The spec currently defines in the Strong Native Semantics table that:

input element that is required = The aria-required state set to "true"…
select element with a required attribute = The aria-required state set to "true"…
textarea element with a required attribute = The aria-required state set to "true"…

but since the HTML host language attribute is Boolean, the same elements *without* the required attribute defined are implicitly *not* required. Therefore, the strong native semantics table should also include:

input element that is not required = The aria-required state set to "false"…
select element without a required attribute = The aria-required state set to "false"…
textarea element without a required attribute = The aria-required state set to "false"…

Otherwise, the spec is implying that "HTML true is in conflict with ARIA false" but "HTML false is not in conflict with ARIA true", and defining one-way conflict resolution does not make sense for a Boolean state like this.


Likewise:
Element that is disabled = The aria-disabled state set to "true"
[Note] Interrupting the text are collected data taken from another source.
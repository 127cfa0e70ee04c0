//! # Scheduler Module
//!
//! Drives all periodic work in the agent.
//!
//! This module handles:
//! - Registering named jobs, each with its own interval (fixed or self-adjusting)
//! - Dispatching ticks either fire-and-continue or await-before-rearm
//! - Serializing executions of one job while distinct jobs run independently,
//!   including across a replacement of the job under the same name
//! - Skipping ticks whose run rules (time windows, geofences) do not hold
//! - Recording per-job metrics (run count, duration, last error, next run)
//! - Cooperative cancellation: in-flight executions finish, nothing new starts
//!
//! ## Usage
//!
//! ```no_run
//! use recon_relay::scheduler::{job_fn, DispatchMode, JobScheduler};
//! use std::time::Duration;
//!
//! # async fn run() -> recon_relay::error::Result<()> {
//! let scheduler = JobScheduler::new(DispatchMode::AwaitBeforeRearm);
//! scheduler.schedule("heartbeat", job_fn(|| async { Ok(()) }), Duration::from_secs(5))?;
//!
//! let metrics = scheduler.get_metrics();
//! assert_eq!(metrics["heartbeat"].run_count, 0);
//! # Ok(())
//! # }
//! ```

pub mod job;
pub mod rules;

pub use job::{
    blocking_job, job_fn, Cadence, DispatchMode, ExecutionGate, JobFn, JobFuture, JobMetrics,
    JobOptions, ScheduledJob, SharedInterval,
};
pub use rules::{Geofence, PositionLookup, RuleCheck, ScheduleRules, TimeWindow};

use std::collections::HashMap;
use std::sync::{Arc, Mutex, MutexGuard};
use std::time::Duration;
use tokio::task::JoinHandle;
use tokio::time::Instant;
use tokio_util::sync::CancellationToken;
use tracing::{debug, info};

use crate::error::{AgentError, Result};

/// Lower bound on any delay between ticks, so a shared interval set to
/// zero cannot spin a dispatch loop.
const MIN_TICK: Duration = Duration::from_millis(1);

struct JobEntry {
    job: Arc<ScheduledJob>,
    cancel: CancellationToken,
    handle: JoinHandle<()>,
}

/// Coordinates every periodic job of the agent.
///
/// Each job gets its own dispatch task. Executions of one job never
/// overlap; executions of different jobs are independent of each other.
pub struct JobScheduler {
    default_mode: DispatchMode,
    jobs: Mutex<HashMap<String, JobEntry>>,
    /// One gate per name, kept across cancel and re-registration.
    gates: Mutex<HashMap<String, ExecutionGate>>,
}

impl std::fmt::Debug for JobScheduler {
    fn fmt(&self, f: &mut std::fmt::Formatter<'_>) -> std::fmt::Result {
        f.debug_struct("JobScheduler")
            .field("default_mode", &self.default_mode)
            .field("jobs", &self.job_names())
            .finish()
    }
}

impl JobScheduler {
    /// Creates a scheduler whose [`schedule`](Self::schedule) calls use `default_mode`.
    pub fn new(default_mode: DispatchMode) -> Self {
        Self {
            default_mode,
            jobs: Mutex::new(HashMap::new()),
            gates: Mutex::new(HashMap::new()),
        }
    }

    pub fn default_mode(&self) -> DispatchMode {
        self.default_mode
    }

    /// Registers `work` to run every `interval`, replacing any job with the
    /// same name.
    ///
    /// The first execution happens one interval after registration.
    ///
    /// # Errors
    ///
    /// Returns [`AgentError::InvalidInterval`] if `interval` is zero.
    pub fn schedule(&self, name: impl Into<String>, work: JobFn, interval: Duration) -> Result<()> {
        self.schedule_with(name, work, JobOptions::every(interval))
    }

    /// Registers a job with explicit cadence, dispatch mode and run rules.
    ///
    /// A replacement's first execution waits until any execution of the
    /// previous registration has finished.
    ///
    /// Must be called from within a Tokio runtime.
    ///
    /// # Errors
    ///
    /// Returns [`AgentError::InvalidInterval`] if the initial interval is zero.
    pub fn schedule_with(
        &self,
        name: impl Into<String>,
        work: JobFn,
        options: JobOptions,
    ) -> Result<()> {
        let name = name.into();
        let interval = options.cadence.current();
        if interval.is_zero() {
            return Err(AgentError::InvalidInterval(name));
        }

        let mode = options.mode.unwrap_or(self.default_mode);
        let gated_by_rules = options.rule.is_some();
        let job = Arc::new(
            ScheduledJob::new(name.clone(), options.cadence, mode, work)
                .gated(self.gate_for(&name))
                .with_rule(options.rule),
        );
        let cancel = CancellationToken::new();

        let handle = match mode {
            DispatchMode::FireAndContinue => {
                tokio::spawn(fire_and_continue_loop(Arc::clone(&job), cancel.clone()))
            }
            DispatchMode::AwaitBeforeRearm => {
                tokio::spawn(await_before_rearm_loop(Arc::clone(&job), cancel.clone()))
            }
        };

        let previous = self
            .lock_jobs()
            .insert(name.clone(), JobEntry { job, cancel, handle });

        if let Some(previous) = previous {
            previous.cancel.cancel();
            debug!(job = %name, "Replaced existing job registration");
        }

        info!(
            job = %name,
            interval_ms = interval.as_millis() as u64,
            ?mode,
            gated_by_rules,
            "Job scheduled"
        );
        Ok(())
    }

    /// Stops a job. Returns `false` if no job with that name was registered.
    ///
    /// An execution already in progress is allowed to finish; no further
    /// execution starts. Calling this repeatedly is harmless.
    pub fn cancel(&self, name: &str) -> bool {
        match self.lock_jobs().remove(name) {
            Some(entry) => {
                entry.cancel.cancel();
                info!(job = %name, "Job cancelled");
                true
            }
            None => false,
        }
    }

    /// Like [`cancel`](Self::cancel), but treats an unknown name as a caller bug.
    ///
    /// # Errors
    ///
    /// Returns [`AgentError::UnknownJob`] if no job with that name is registered.
    pub fn try_cancel(&self, name: &str) -> Result<()> {
        if self.cancel(name) {
            Ok(())
        } else {
            Err(AgentError::UnknownJob(name.to_string()))
        }
    }

    /// Stops every job and forgets their metrics.
    pub fn cancel_all(&self) {
        let drained: Vec<(String, JobEntry)> = self.lock_jobs().drain().collect();
        for (_, entry) in &drained {
            entry.cancel.cancel();
        }
        if !drained.is_empty() {
            info!(count = drained.len(), "All jobs cancelled");
        }
    }

    /// Cancels every job and waits for their dispatch loops to exit.
    ///
    /// Serialized jobs finish their in-flight execution before their loop
    /// exits, so after this returns none of them is running.
    pub async fn shutdown(&self) {
        let drained: Vec<(String, JobEntry)> = self.lock_jobs().drain().collect();
        for (_, entry) in &drained {
            entry.cancel.cancel();
        }
        for (name, entry) in drained {
            if let Err(e) = entry.handle.await {
                debug!(job = %name, error = %e, "Dispatch loop ended abnormally");
            }
        }
        info!("Scheduler shut down");
    }

    /// Snapshot of every registered job's metrics, keyed by name.
    pub fn get_metrics(&self) -> HashMap<String, JobMetrics> {
        self.lock_jobs()
            .iter()
            .map(|(name, entry)| (name.clone(), entry.job.metrics()))
            .collect()
    }

    /// Metrics of a single job.
    pub fn metrics_for(&self, name: &str) -> Option<JobMetrics> {
        self.lock_jobs().get(name).map(|entry| entry.job.metrics())
    }

    pub fn is_scheduled(&self, name: &str) -> bool {
        self.lock_jobs().contains_key(name)
    }

    /// Names of registered jobs, sorted.
    pub fn job_names(&self) -> Vec<String> {
        let mut names: Vec<String> = self.lock_jobs().keys().cloned().collect();
        names.sort();
        names
    }

    fn lock_jobs(&self) -> MutexGuard<'_, HashMap<String, JobEntry>> {
        self.jobs.lock().unwrap_or_else(|e| e.into_inner())
    }

    fn gate_for(&self, name: &str) -> ExecutionGate {
        let mut gates = self.gates.lock().unwrap_or_else(|e| e.into_inner());
        Arc::clone(gates.entry(name.to_string()).or_default())
    }
}

impl Drop for JobScheduler {
    fn drop(&mut self) {
        for entry in self.lock_jobs().values() {
            entry.cancel.cancel();
        }
    }
}

async fn fire_and_continue_loop(job: Arc<ScheduledJob>, cancel: CancellationToken) {
    let mut deadline = Instant::now() + job.cadence().current().max(MIN_TICK);

    loop {
        tokio::select! {
            biased;
            _ = cancel.cancelled() => break,
            _ = tokio::time::sleep_until(deadline) => {}
        }

        if !job.rules_allow() {
            job.record_rule_skip();
            debug!(job = %job.name(), "Run rules not met, tick skipped");
        } else {
            match Arc::clone(job.gate()).try_lock_owned() {
                Ok(permit) => {
                    let running = Arc::clone(&job);
                    tokio::spawn(async move {
                        let _permit = permit;
                        running.run_body().await;
                    });
                }
                Err(_) => {
                    job.record_skip();
                    debug!(job = %job.name(), "Previous execution still running, tick skipped");
                }
            }
        }

        deadline = next_deadline(deadline, job.cadence().current().max(MIN_TICK));
        job.record_next_run(deadline.saturating_duration_since(Instant::now()));
    }

    debug!(job = %job.name(), "Dispatch loop stopped");
}

async fn await_before_rearm_loop(job: Arc<ScheduledJob>, cancel: CancellationToken) {
    loop {
        let delay = job.cadence().current().max(MIN_TICK);
        job.record_next_run(delay);
        tokio::select! {
            biased;
            _ = cancel.cancelled() => break,
            _ = tokio::time::sleep(delay) => {}
        }

        if !job.rules_allow() {
            job.record_rule_skip();
            debug!(job = %job.name(), "Run rules not met, tick skipped");
            continue;
        }

        let _permit = tokio::select! {
            biased;
            _ = cancel.cancelled() => break,
            permit = job.gate().lock() => permit,
        };
        job.run_body().await;
    }

    debug!(job = %job.name(), "Dispatch loop stopped");
}

/// Next tick on the fixed grid, or one interval from now if the grid fell
/// behind.
fn next_deadline(previous: Instant, interval: Duration) -> Instant {
    let now = Instant::now();
    let next = previous + interval;
    if next <= now {
        now + interval
    } else {
        next
    }
}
So the table should also include:
Element that is not disabled = The aria-disabled state set to "false"
Comment 1 Ian 'Hixie' Hickson 2013-09-27 18:09:10 UTC
According to ARIA, false is the default, so it doesn't have to be specified explicitly. See http://www.w3.org/TR/wai-aria/states_and_properties#aria-required
Comment 2 Ian 'Hixie' Hickson 2013-11-13 21:18:04 UTC
In one of the ancestors of this bug, steve points out that it's reasonable to have an element that's not marked as required="" to be marked as aria-required="" because the element might be labeled in prose as required even though it isn't required="", since the semantic of ARIA's 'required' is merely informative to the user, while required="" implies UA behaviour.

The contrary doesn't make sense.

So required="" should strongly imply aria-required=true (and disallow not having aria-required or saying aria-required=false), and the lack of required should only weakly imply aria-required=false (not disallow setting aria-required=true).

This, as far as I can tell, is what the WHATWG spec says. (Note that the W3C spec has forked from this and seems to be bogus now, e.g. pointing to the wrong definition of "required" on the HTML side, having strong ARIA semantics in the weak ARIA semantics table, unnecessarily setting aria-required to its default, etc. The same mess seems to afflict aria-hidden for some reason.)
Comment 3 steve faulkner 2013-11-13 22:25:00 UTC
"pointing to the wrong definition of "required" on the HTML side"

thanks for pointing out this bug, as to the rest we can agree disagree :-)
Comment 4 Ian 'Hixie' Hickson 2014-01-02 21:31:53 UTC
Since there's not been any rationale provided that contradicts what the spec says, and since there's been rationale provided that supports what the spec says, I'm marking this WORKSFORME. Please do reopen the bug if there's a reason why the logic in comment 2 is wrong in some way.